Manipulating group aesthetics

We can also change the colors that are used in the plot.

df %>%
filter(!is.na(ai_threat)) %>%
ggplot(
aes(
x = years_coding,
y = participation_frequency,
group = main_branch,
color = main_branch)) +
geom_smooth(method = "lm", se = FALSE)

The legend is drawn automatically, that's handy!

31 / 53

Using another color palette

df %>%
filter(!is.na(ai_threat)) %>%
ggplot(
aes(
x = years_coding,
y = participation_frequency,
group = main_branch,
color = main_branch)) +
geom_smooth(method = "lm", se = FALSE) +
scale_color_brewer(
palette = "Dark2"
)

32 / 53

Difference between color and fill

Notably, there are two components of the plot or geom associated with colors: color and fill.

Generally, color refers to the geometry borders, such as a line. fill refers to a geometry area, such as a polygon.

Remember when using scale_color_brewer or scale_fill_brewer in your plots.

33 / 53

Colors and themes

One particular strength of ggplot2 lies in its immense theming capabilities.

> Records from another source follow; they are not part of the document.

//! JSONL run logs.
//!
//! Every line is one [`LogEntry`]. Interpreter events are written directly;
//! engine lifecycle records go through [`LogEntry::from_heap_record`] so the
//! engine's trace id survives into the file.

use heapsim_core::Strategy;
use heapsim_core::malloc::{HeapLogLevel, HeapLogRecord};
use serde::{Deserialize, Serialize};
use std::fs::File;
use std::io::{BufWriter, Write};
use std::path::Path;
use thiserror::Error;

#[derive(Debug, Clone, Copy, PartialEq, Eq, Serialize, Deserialize)]
#[serde(rename_all = "lowercase")]
pub enum LogLevel {
    Trace,
    Debug,
    Info,
    Warn,
    Error,
}

impl From<HeapLogLevel> for LogLevel {
    fn from(level: HeapLogLevel) -> Self {
        match level {
            HeapLogLevel::Trace => Self::Trace,
            HeapLogLevel::Debug => Self::Debug,
            HeapLogLevel::Info => Self::Info,
            HeapLogLevel::Warn => Self::Warn,
            HeapLogLevel::Error => Self::Error,
        }
    }
}

/// One log line. `timestamp`, `trace_id`, `level` and `event` are always present.
#[derive(Debug, Clone, Serialize, Deserialize)]
pub struct LogEntry {
    pub timestamp: String,
    pub trace_id: String,
    pub level: LogLevel,
    pub event: String,
    /// Engine operation (`allocate`, `release`) or interpreter verb.
    #[serde(skip_serializing_if = "Option::is_none")]
    pub symbol: Option<String>,
    /// Protocol name of the active placement strategy.
    #[serde(skip_serializing_if = "Option::is_none")]
    pub strategy: Option<String>,
    #[serde(skip_serializing_if = "Option::is_none")]
    pub outcome: Option<String>,
    #[serde(skip_serializing_if = "Option::is_none")]
    pub offset: Option<usize>,
    #[serde(skip_serializing_if = "Option::is_none")]
    pub size: Option<i64>,
    #[serde(skip_serializing_if = "Option::is_none")]
    pub details: Option<serde_json::Value>,
}

impl LogEntry {
    #[must_use]
    pub fn new(trace_id: impl Into<String>, level: LogLevel, event: impl Into<String>) -> Self {
        Self {
            timestamp: now_utc(),
            trace_id: trace_id.into(),
            level,
            event: event.into(),
            symbol: None,
            strategy: None,
            outcome: None,
            offset: None,
            size: None,
            details: None,
        }
    }

    /// Converts an engine lifecycle record, keeping its trace id.
    #[must_use]
    pub fn from_heap_record(record: &HeapLogRecord, strategy: Strategy) -> Self {
        let mut entry = Self::new(record.trace_id.clone(), record.level.into(), record.event)
            .with_symbol(record.symbol)
            .with_strategy(strategy)
            .with_outcome(record.outcome)
            .with_details(serde_json::json!({
                "decision_id": record.decision_id,
                "unit_size": record.unit_size,
                "message": record.details,
                "top_index": record.top_index,
                "free_chunks": record.free_chunks,
                "allocated_chunks": record.allocated_chunks,
            }));
        entry.offset = record.offset;
        entry.size = record.size;
        entry
    }

    #[must_use]
    pub fn with_symbol(mut self, symbol: impl Into<String>) -> Self {
        self.symbol = Some(symbol.into());
        self
    }

    #[must_use]
    pub fn with_strategy(mut self, strategy: Strategy) -> Self {
        self.strategy = Some(strategy.protocol_name().to_string());
        self
    }

    #[must_use]
    pub fn with_outcome(mut self, outcome: impl Into<String>) -> Self {
        self.outcome = Some(outcome.into());
        self
    }

    #[must_use]
    pub fn with_offset(mut self, offset: usize) -> Self {
        self.offset = Some(offset);
        self
    }

    #[must_use]
    pub fn with_size(mut self, size: i64) -> Self {
        self.size = Some(size);
        self
    }

    #[must_use]
    pub fn with_details(mut self, details: serde_json::Value) -> Self {
        self.details = Some(details);
        self
    }

    /// The entry as one JSON line, without the newline.
    pub fn to_jsonl(&self) -> Result<String, serde_json::Error> {
        serde_json::to_string(self)
    }
}

enum Sink {
    File(BufWriter<File>),
    Buffer(Vec<u8>),
}

impl Sink {
    fn writer(&mut self) -> &mut dyn Write {
        match self {
            Self::File(file) => file as &mut dyn Write,
            Self::Buffer(buffer) => buffer,
        }
    }
}

/// Appends entries to a file or a buffer, numbering trace ids per run.
pub struct LogEmitter {
    sink: Sink,
    seq: u64,
    run_id: String,
}

impl LogEmitter {
    pub fn to_file(path: &Path, run_id: &str) -> std::io::Result<Self> {
        let file = File::create(path)?;
        Ok(Self {
            sink: Sink::File(BufWriter::new(file)),
            seq: 0,
            run_id: run_id.to_string(),
        })
    }

    #[must_use]
    pub fn to_buffer(run_id: &str) -> Self {
        Self {
            sink: Sink::Buffer(Vec::new()),
            seq: 0,
            run_id: run_id.to_string(),
        }
    }

    fn next_trace_id(&mut self) -> String {
        self.seq += 1;
        format!("heapsim::{}::{:03}", self.run_id, self.seq)
    }

    /// Writes a bare entry under the next run trace id.
    pub fn emit(&mut self, level: LogLevel, event: &str) -> std::io::Result<LogEntry> {
        let trace_id = self.next_trace_id();
        let entry = LogEntry::new(trace_id, level, event);
        self.write_line(&entry)?;
        Ok(entry)
    }

    /// Writes `entry`, assigning the next run trace id when it has none.
    pub fn emit_entry(&mut self, mut entry: LogEntry) -> std::io::Result<()> {
        if entry.trace_id.is_empty() {
            entry.trace_id = self.next_trace_id();
        }
        self.write_line(&entry)
    }

    /// Emits every record in `records` as an entry tagged with `strategy`.
    pub fn emit_heap_records(
        &mut self,
        records: &[HeapLogRecord],
        strategy: Strategy,
    ) -> std::io::Result<()> {
        for record in records {
            self.write_line(&LogEntry::from_heap_record(record, strategy))?;
        }
        Ok(())
    }

    fn write_line(&mut self, entry: &LogEntry) -> std::io::Result<()> {
        let line = entry.to_jsonl().map_err(std::io::Error::other)?;
        writeln!(self.sink.writer(), "{line}")
    }

    pub fn flush(&mut self) -> std::io::Result<()> {
        self.sink.writer().flush()
    }

    /// Buffered output of an emitter created with [`LogEmitter::to_buffer`].
    #[must_use]
    pub fn buffered(&self) -> Option<&[u8]> {
        match &self.sink {
            Sink::Buffer(buffer) => Some(buffer),
            Sink::File(_) => None,
        }
    }
}

const REQUIRED_FIELDS: [&str; 4] = ["timestamp", "trace_id", "level", "event"];

/// A problem with one line of a JSONL log.
#[derive(Debug, Clone, PartialEq, Eq, Error)]
pub enum LogIssue {
    #[error("line {line}: not a log object: {reason}")]
    Malformed { line: usize, reason: String },
    #[error("line {line}: missing `{field}`")]
    Missing { line: usize, field: &'static str },
    #[error("line {line}: `{field}` cannot be {value}")]
    BadValue {
        line: usize,
        field: &'static str,
        value: serde_json::Value,
    },
}

impl LogIssue {
    #[must_use]
    pub fn line(&self) -> usize {
        match self {
            Self::Malformed { line, .. } | Self::Missing { line, .. } | Self::BadValue { line, .. } => {
                *line
            }
        }
    }

    /// Field the issue is about; `None` when the line as a whole is unusable.
    #[must_use]
    pub fn field(&self) -> Option<&'static str> {
        match self {
            Self::Malformed { .. } => None,
            Self::Missing { field, .. } | Self::BadValue { field, .. } => Some(*field),
        }
    }
}

fn field_is_valid(field: &str, value: &serde_json::Value) -> bool {
    match field {
        "level" => serde_json::from_value::<LogLevel>(value.clone()).is_ok(),
        "event" => value.as_str().is_some_and(|event| !event.trim().is_empty()),
        "trace_id" => value.as_str().is_some_and(|id| id.contains("::")),
        "strategy" => value.as_str().is_some_and(|name| {
            Strategy::ALL.iter().any(|known| known.protocol_name() == name)
        }),
        _ => true,
    }
}

/// Checks one JSONL line and returns the entry it holds.
pub fn validate_log_line(text: &str, line: usize) -> Result<LogEntry, Vec<LogIssue>> {
    let object: serde_json::Map<String, serde_json::Value> = serde_json::from_str(text)
        .map_err(|err| {
            vec![LogIssue::Malformed {
                line,
                reason: err.to_string(),
            }]
        })?;

    let mut issues: Vec<LogIssue> = REQUIRED_FIELDS
        .into_iter()
        .filter(|field| !object.contains_key(*field))
        .map(|field| LogIssue::Missing { line, field })
        .collect();
    for field in ["level", "event", "trace_id", "strategy"] {
        if let Some(value) = object.get(field)
            && !field_is_valid(field, value)
        {
            issues.push(LogIssue::BadValue {
                line,
                field,
                value: value.clone(),
            });
        }
    }
    if !issues.is_empty() {
        return Err(issues);
    }

    serde_json::from_value(serde_json::Value::Object(object)).map_err(|err| {
        vec![LogIssue::Malformed {
            line,
            reason: err.to_string(),
        }]
    })
}

/// Checks every non-blank line of a JSONL file.
///
/// Returns the number of lines checked with all issues found.
pub fn validate_log_file(path: &Path) -> std::io::Result<(usize, Vec<LogIssue>)> {
    Ok(validate_log_text(&std::fs::read_to_string(path)?))
}

#[must_use]
pub fn validate_log_text(content: &str) -> (usize, Vec<LogIssue>) {
    let mut checked = 0;
    let mut issues = Vec::new();
    for (index, text) in content.lines().enumerate() {
        let text = text.trim();
        if text.is_empty() {
            continue;
        }
        checked += 1;
        if let Err(found) = validate_log_line(text, index + 1) {
            issues.extend(found);
        }
    }
    (checked, issues)
}

fn now_utc() -> String {
    let duration = std::time::SystemTime::now()
        .duration_since(std::time::UNIX_EPOCH)
        .unwrap_or_default();
    format_utc(duration.as_secs(), duration.subsec_millis())
}

/// RFC 3339 UTC timestamp with millisecond precision.
fn format_utc(secs: u64, millis: u32) -> String {
    let days = secs / 86_400;
    let rem = secs % 86_400;
    let (year, month, day) = civil_from_days(days);
    format!(
        "{year:04}-{month:02}-{day:02}T{:02}:{:02}:{:02}.{millis:03}Z",
        rem / 3600,
        (rem % 3600) / 60,
        rem % 60,
    )
}

// Days since 1970-01-01 to a proleptic Gregorian date.
fn civil_from_days(days: u64) -> (u64, u64, u64) {
    let z = days + 719_468;
    let era = z / 146_097;
    let doe = z % 146_097;
    let yoe = (doe - doe / 1460 + doe / 36_524 - doe / 146_096) / 365;
    let doy = doe - (365 * yoe + yoe / 4 - yoe / 100);
    let mp = (5 * doy + 2) / 153;
    let day = doy - (153 * mp + 2) / 5 + 1;
    let month = if mp < 10 { mp + 3 } else { mp - 9 };
    let year = yoe + era * 400 + u64::from(month <= 2);
    (year, month, day)
}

The package has some built-in theme functions that makes theming a plot fairly easy, e.g.,

  • theme_bw()
  • theme_apa()
  • theme_void()
  • etc.

See: https://ggplot2.tidyverse.org/reference/ggtheme.html

34 / 53

Alternative to being too colorful: facets

df %>%
filter(!is.na(ai_threat)) %>%
ggplot(
aes(
x = years_coding,
y = participation_frequency)) +
geom_smooth(
color = "black",
method = "lm",
se = FALSE
) +
facet_wrap(~main_branch, ncol = 3, nrow=2) +
papaja::theme_apa()

35 / 53

The theme() argument in general

The most direct interface for manipulating your theme is the theme() argument. Here you can change the appearance of:

  • axis labels
  • captions and titles
  • legend
  • grid layout
  • the wrapping strips
  • ...
36 / 53

Example: changing the grid layout & axis labels

df %>%
filter(!is.na(ai_threat)) %>%
ggplot(
aes(
x = years_coding,
y = participation_frequency)) +
geom_smooth(
color = "black",
method = "lm",
se = FALSE
) +
facet_wrap(~main_branch, ncol = 3, nrow = 2) +
theme_bw()+
theme(
panel.grid.major =
element_blank(),
panel.grid.minor =
element_blank(),
strip.background =
element_rect(fill = "white")
)

37 / 53

Example: changing axis labels

df %>%
filter(!is.na(ai_threat)) %>%
ggplot(
aes(
x = years_coding,
y = participation_frequency)) +
geom_smooth(
color = "black",
method = "lm",
se = FALSE
) +
facet_wrap(~main_branch, ncol = 3, nrow = 2) +
theme_bw()+
theme(
panel.grid.major =
element_blank(),
panel.grid.minor =
element_blank(),
strip.background =
element_rect(fill = "white")
) +
ylab("Participation Frequency") +
xlab("Year of Coding Experience")

38 / 53

A note on plotting options

Working with combined aesthetics and different data inputs can become challenging.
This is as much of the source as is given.